The night is not without glitches. Well, one minor glitch (or "hitch/itch" as Chantel identifies it in her entertaining rambles), when proceedings are halted abruptly due to a technical issue with the drums, just half an hour in. Re-jigging the setlist order, she performs three acoustic-based pieces by herself as the problem is rectified, including new song 'Anaesthetise' (titular inspiration from Porcupine Tree?). Keith pokes his head out between the curtains at the back, engendering a few seasonally premature panto shouts from the crowd of "he's behind you". And this actually exemplifies the atmosphere of the evening - aside from the more serious underpinnings of the music, Chantel creates a most jovial aura throughout the venue with her between-song banter. The set soon resumes with full-on heaviness and, actually, apart from established riff-heavy pieces like 'Caught Out' that was performed earlier, it's predominantly the newer material that pertains to a more rock/metal vibe, to the point where "power trio" would be a fairly applicable label for these three talented peeps.

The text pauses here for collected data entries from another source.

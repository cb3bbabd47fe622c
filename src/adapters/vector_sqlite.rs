//! SQLite + `sqlite-vec` backed [`VectorStore`].

use crate::adapters::{VectorChunk, VectorStore};
use crate::error::{ControllerError, Result};
use crate::rag::RetrievalResult;
use async_trait::async_trait;
use rusqlite::{Connection, params};
use std::path::Path;
use std::sync::Mutex;
use tracing::info;

/// Embedding vector dimensions (all-MiniLM-L6-v2).
const EMBEDDING_DIM: usize = 384;

const SCHEMA_SQL: &str = r#"
PRAGMA journal_mode = WAL;
PRAGMA foreign_keys = ON;

CREATE TABLE IF NOT EXISTS document_chunks (
    id          TEXT PRIMARY KEY,
    document_id TEXT NOT NULL,
    session_id  TEXT NOT NULL,
    chunk_index INTEGER NOT NULL,
    text        TEXT NOT NULL
);

CREATE INDEX IF NOT EXISTS idx_chunks_document ON document_chunks(document_id);
CREATE INDEX IF NOT EXISTS idx_chunks_session  ON document_chunks(session_id);
"#;

fn vec_schema_sql() -> String {
    format!(
        "CREATE VIRTUAL TABLE IF NOT EXISTS chunk_embeddings USING vec0(\
            chunk_id TEXT PRIMARY KEY, \
            embedding FLOAT[{EMBEDDING_DIM}]\
        );"
    )
}

fn ensure_sqlite_vec_loaded() {
    use std::sync::Once;
    static INIT: Once = Once::new();
    INIT.call_once(|| {
        // SAFETY: `sqlite3_vec_init` is the documented SQLite extension entry
        // point shipped by the `sqlite-vec` crate, statically linked.
        unsafe {
            type ExtEntryPoint = unsafe extern "C" fn(
                *mut rusqlite::ffi::sqlite3,
                *mut *const i8,
                *const rusqlite::ffi::sqlite3_api_routines,
            ) -> i32;

            rusqlite::ffi::sqlite3_auto_extension(Some(std::mem::transmute::<
                *const (),
                ExtEntryPoint,
            >(sqlite_vec::sqlite3_vec_init as *const ())));
        }
    });
}

/// Vector store for document chunks, backed by a single SQLite file and the
/// `sqlite-vec` `vec0` virtual table for KNN search.
pub struct SqliteVectorStore {
    conn: Mutex<Connection>,
}

impl SqliteVectorStore {
    /// Open (or create) the database at `path`.
    pub fn open(path: &Path) -> Result<Self> {
        ensure_sqlite_vec_loaded();
        if let Some(parent) = path.parent() {
            std::fs::create_dir_all(parent)?;
        }
        let conn = Connection::open(path)
            .map_err(|e| ControllerError::Storage(format!("failed to open {}: {e}", path.display())))?;
        conn.execute_batch(SCHEMA_SQL)
            .map_err(|e| ControllerError::Storage(format!("schema apply failed: {e}")))?;
        conn.execute_batch(&vec_schema_sql())
            .map_err(|e| ControllerError::Storage(format!("vec schema apply failed: {e}")))?;
        info!("vector store ready: {}", path.display());
        Ok(Self { conn: Mutex::new(conn) })
    }

    /// Open an in-memory database, useful for tests.
    pub fn open_in_memory() -> Result<Self> {
        ensure_sqlite_vec_loaded();
        let conn =
            Connection::open_in_memory().map_err(|e| ControllerError::Storage(format!("open in-memory failed: {e}")))?;
        conn.execute_batch(SCHEMA_SQL)
            .map_err(|e| ControllerError::Storage(format!("schema apply failed: {e}")))?;
        conn.execute_batch(&vec_schema_sql())
            .map_err(|e| ControllerError::Storage(format!("vec schema apply failed: {e}")))?;
        Ok(Self { conn: Mutex::new(conn) })
    }

    fn lock(&self) -> Result<std::sync::MutexGuard<'_, Connection>> {
        self.conn
            .lock()
            .map_err(|e| ControllerError::Storage(format!("vector store lock poisoned: {e}")))
    }
}

fn to_blob(embedding: &[f32]) -> Vec<u8> {
    embedding.iter().flat_map(|f| f.to_le_bytes()).collect()
}

/// Convert an L2 distance between two unit vectors into a cosine similarity
/// score in `[0, 1]`: `||a - b||^2 = 2 - 2*cos(a, b)`.
fn distance_to_score(distance: f64) -> f32 {
    (1.0 - (distance as f32) / 2.0).clamp(0.0, 1.0)
}

#[async_trait]
impl VectorStore for SqliteVectorStore {
    async fn search(
        &self,
        query_embedding: &[f32],
        session_id: &str,
        top_k: usize,
        min_score: f32,
    ) -> Result<Vec<RetrievalResult>> {
        if query_embedding.len() != EMBEDDING_DIM {
            return Err(ControllerError::Storage(format!(
                "query embedding dimension mismatch: expected {EMBEDDING_DIM}, got {}",
                query_embedding.len()
            )));
        }

        let conn = self.lock()?;
        let blob = to_blob(query_embedding);

        // Oversample from the KNN index, then filter by session and score
        // in application code (vec0 doesn't support auxiliary WHERE clauses
        // across the join cheaply for small corpora).
        let oversample = (top_k.saturating_mul(4)).max(20);
        let mut stmt = conn
            .prepare(
                "SELECT chunk_id, distance FROM chunk_embeddings \
                 WHERE embedding MATCH ?1 ORDER BY distance LIMIT ?2",
            )
            .map_err(|e| ControllerError::Storage(format!("prepare search failed: {e}")))?;

        let candidates: Vec<(String, f64)> = stmt
            .query_map(params![blob, oversample as i64], |row| {
                Ok((row.get::<_, String>(0)?, row.get::<_, f64>(1)?))
            })
            .map_err(|e| ControllerError::Storage(format!("search query failed: {e}")))?
            .collect::<std::result::Result<Vec<_>, _>>()
            .map_err(|e| ControllerError::Storage(format!("search row decode failed: {e}")))?;

        let mut results = Vec::new();
        for (chunk_id, distance) in candidates {
            let row: Option<(String, String, usize, String)> = conn
                .query_row(
                    "SELECT id, document_id, chunk_index, text FROM document_chunks \
                     WHERE id = ?1 AND session_id = ?2",
                    params![chunk_id, session_id],
                    |row| Ok((row.get(0)?, row.get(1)?, row.get(2)?, row.get(3)?)),
                )
                .ok();

            let Some((id, document_id, chunk_index, text)) = row else {
                continue;
            };

            let score = distance_to_score(distance);
            if score < min_score {
                continue;
            }

            results.push(RetrievalResult {
                source_id: document_id,
                chunk_id: format!("{id}#{chunk_index}"),
                text,
                score,
                is_summary_query: false,
                effective_threshold: min_score,
            });

            if results.len() >= top_k {
                break;
            }
        }

        Ok(results)
    }

    async fn upsert(&self, chunks: Vec<VectorChunk>) -> Result<()> {
        if chunks.is_empty() {
            return Ok(());
        }
        let conn = self.lock()?;
        for batch in chunks.chunks(100) {
            let tx = conn
                .unchecked_transaction()
                .map_err(|e| ControllerError::Storage(format!("begin transaction failed: {e}")))?;
            for chunk in batch {
                if chunk.embedding.len() != EMBEDDING_DIM {
                    return Err(ControllerError::Storage(format!(
                        "chunk embedding dimension mismatch: expected {EMBEDDING_DIM}, got {}",
                        chunk.embedding.len()
                    )));
                }
                let id = format!("{}::{}", chunk.document_id, chunk.chunk_index);
                tx.execute(
                    "INSERT OR REPLACE INTO document_chunks \
                     (id, document_id, session_id, chunk_index, text) VALUES (?1, ?2, ?3, ?4, ?5)",
                    params![id, chunk.document_id, chunk.session_id, chunk.chunk_index as i64, chunk.text],
                )
                .map_err(|e| ControllerError::Storage(format!("chunk insert failed: {e}")))?;

                tx.execute("DELETE FROM chunk_embeddings WHERE chunk_id = ?1", params![id])
                    .map_err(|e| ControllerError::Storage(format!("embedding delete failed: {e}")))?;
                tx.execute(
                    "INSERT INTO chunk_embeddings (chunk_id, embedding) VALUES (?1, ?2)",
                    params![id, to_blob(&chunk.embedding)],
                )
                .map_err(|e| ControllerError::Storage(format!("embedding insert failed: {e}")))?;
            }
            tx.commit()
                .map_err(|e| ControllerError::Storage(format!("commit failed: {e}")))?;
        }
        Ok(())
    }

    async fn delete_by_document(&self, document_id: &str) -> Result<()> {
        let conn = self.lock()?;
        let ids: Vec<String> = {
            let mut stmt = conn
                .prepare("SELECT id FROM document_chunks WHERE document_id = ?1")
                .map_err(|e| ControllerError::Storage(format!("prepare delete failed: {e}")))?;
            stmt.query_map(params![document_id], |row| row.get(0))
                .map_err(|e| ControllerError::Storage(format!("delete query failed: {e}")))?
                .collect::<std::result::Result<Vec<_>, _>>()
                .map_err(|e| ControllerError::Storage(format!("delete row decode failed: {e}")))?
        };
        for id in &ids {
            conn.execute("DELETE FROM chunk_embeddings WHERE chunk_id = ?1", params![id])
                .map_err(|e| ControllerError::Storage(format!("embedding delete failed: {e}")))?;
        }
        conn.execute("DELETE FROM document_chunks WHERE document_id = ?1", params![document_id])
            .map_err(|e| ControllerError::Storage(format!("chunk delete failed: {e}")))?;
        Ok(())
    }

    async fn delete_by_session(&self, session_id: &str) -> Result<()> {
        let conn = self.lock()?;
        let ids: Vec<String> = {
            let mut stmt = conn
                .prepare("SELECT id FROM document_chunks WHERE session_id = ?1")
                .map_err(|e| ControllerError::Storage(format!("prepare delete failed: {e}")))?;
            stmt.query_map(params![session_id], |row| row.get(0))
                .map_err(|e| ControllerError::Storage(format!("delete query failed: {e}")))?
                .collect::<std::result::Result<Vec<_>, _>>()
                .map_err(|e| ControllerError::Storage(format!("delete row decode failed: {e}")))?
        };
        for id in &ids {
            conn.execute("DELETE FROM chunk_embeddings WHERE chunk_id = ?1", params![id])
                .map_err(|e| ControllerError::Storage(format!("embedding delete failed: {e}")))?;
        }
        conn.execute("DELETE FROM document_chunks WHERE session_id = ?1", params![session_id])
            .map_err(|e| ControllerError::Storage(format!("chunk delete failed: {e}")))?;
        Ok(())
    }
}

#[cfg(test)]
mod tests {
    use super::*;

    fn unit_vec(idx: usize) -> Vec<f32> {
        let mut v = vec![0.0f32; EMBEDDING_DIM];
        v[idx] = 1.0;
        v
    }

    #[tokio::test]
    async fn upsert_and_search_roundtrip() {
        let store = SqliteVectorStore::open_in_memory().expect("open");
        store
            .upsert(vec![VectorChunk {
                document_id: "doc1".into(),
                session_id: "s1".into(),
                chunk_index: 0,
                text: "hello world".into(),
                embedding: unit_vec(0),
            }])
            .await
            .expect("upsert");

        let results = store.search(&unit_vec(0), "s1", 5, 0.5).await.expect("search");
        assert_eq!(results.len(), 1);
        assert_eq!(results[0].source_id, "doc1");
        assert!(results[0].score > 0.99);
    }

    #[tokio::test]
    async fn search_respects_session_isolation() {
        let store = SqliteVectorStore::open_in_memory().expect("open");
        store
            .upsert(vec![VectorChunk {
                document_id: "doc1".into(),
                session_id: "s1".into(),
                chunk_index: 0,
                text: "hello".into(),
                embedding: unit_vec(0),
            }])
            .await
            .expect("upsert");

        let results = store.search(&unit_vec(0), "s2", 5, 0.0).await.expect("search");
        assert!(results.is_empty());
    }

    #[tokio::test]
    async fn search_filters_by_min_score() {
        let store = SqliteVectorStore::open_in_memory().expect("open");
        store
            .upsert(vec![VectorChunk {
                document_id: "doc1".into(),
                session_id: "s1".into(),
                chunk_index: 0,
                text: "orthogonal chunk".into(),
                embedding: unit_vec(1),
            }])
            .await
            .expect("upsert");

        // unit_vec(0) is orthogonal to unit_vec(1) -> cosine 0 -> score ~0
        let results = store.search(&unit_vec(0), "s1", 5, 0.5).await.expect("search");
        assert!(results.is_empty());
    }

    #[tokio::test]
    async fn delete_by_document_removes_chunks() {
        let store = SqliteVectorStore::open_in_memory().expect("open");
        store
            .upsert(vec![VectorChunk {
                document_id: "doc1".into(),
                session_id: "s1".into(),
                chunk_index: 0,
                text: "hello".into(),
                embedding: unit_vec(0),
            }])
            .await
            .expect("upsert");

        store.delete_by_document("doc1").await.expect("delete");
        let results = store.search(&unit_vec(0), "s1", 5, 0.0).await.expect("search");
        assert!(results.is_empty());
    }

    #[tokio::test]
    async fn delete_by_session_removes_chunks() {
        let store = SqliteVectorStore::open_in_memory().expect("open");
        store
            .upsert(vec![VectorChunk {
                document_id: "doc1".into(),
                session_id: "s1".into(),
                chunk_index: 0,
                text: "hello".into(),
                embedding: unit_vec(0),
            }])
            .await
            .expect("upsert");

        store.delete_by_session("s1").await.expect("delete");
        let results = store.search(&unit_vec(0), "s1", 5, 0.0).await.expect("search");
        assert!(results.is_empty());
    }

    #[tokio::test]
    async fn upsert_rejects_wrong_dimension() {
        let store = SqliteVectorStore::open_in_memory().expect("open");
        let err = store
            .upsert(vec![VectorChunk {
                document_id: "doc1".into(),
                session_id: "s1".into(),
                chunk_index: 0,
                text: "bad".into(),
                embedding: vec![0.0; 10],
            }])
            .await;
        assert!(err.is_err());
    }
}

All in all, having witnessed Chantel first-hand tonight, it's now easy to understand her ever-increasing popularity. A naturally gifted player with a wide-ranging flair on both fretboard and in her voice, she's one of the most exciting new talents to burst onto the music scene during the past few years. And, together with the duo of musicians she has in tow, is exhilarating in live action. I only hope the blues tag doesn't prove too delimiting in the future for a potentially much wider audience, as her stylistic heterogeneity far transcends that.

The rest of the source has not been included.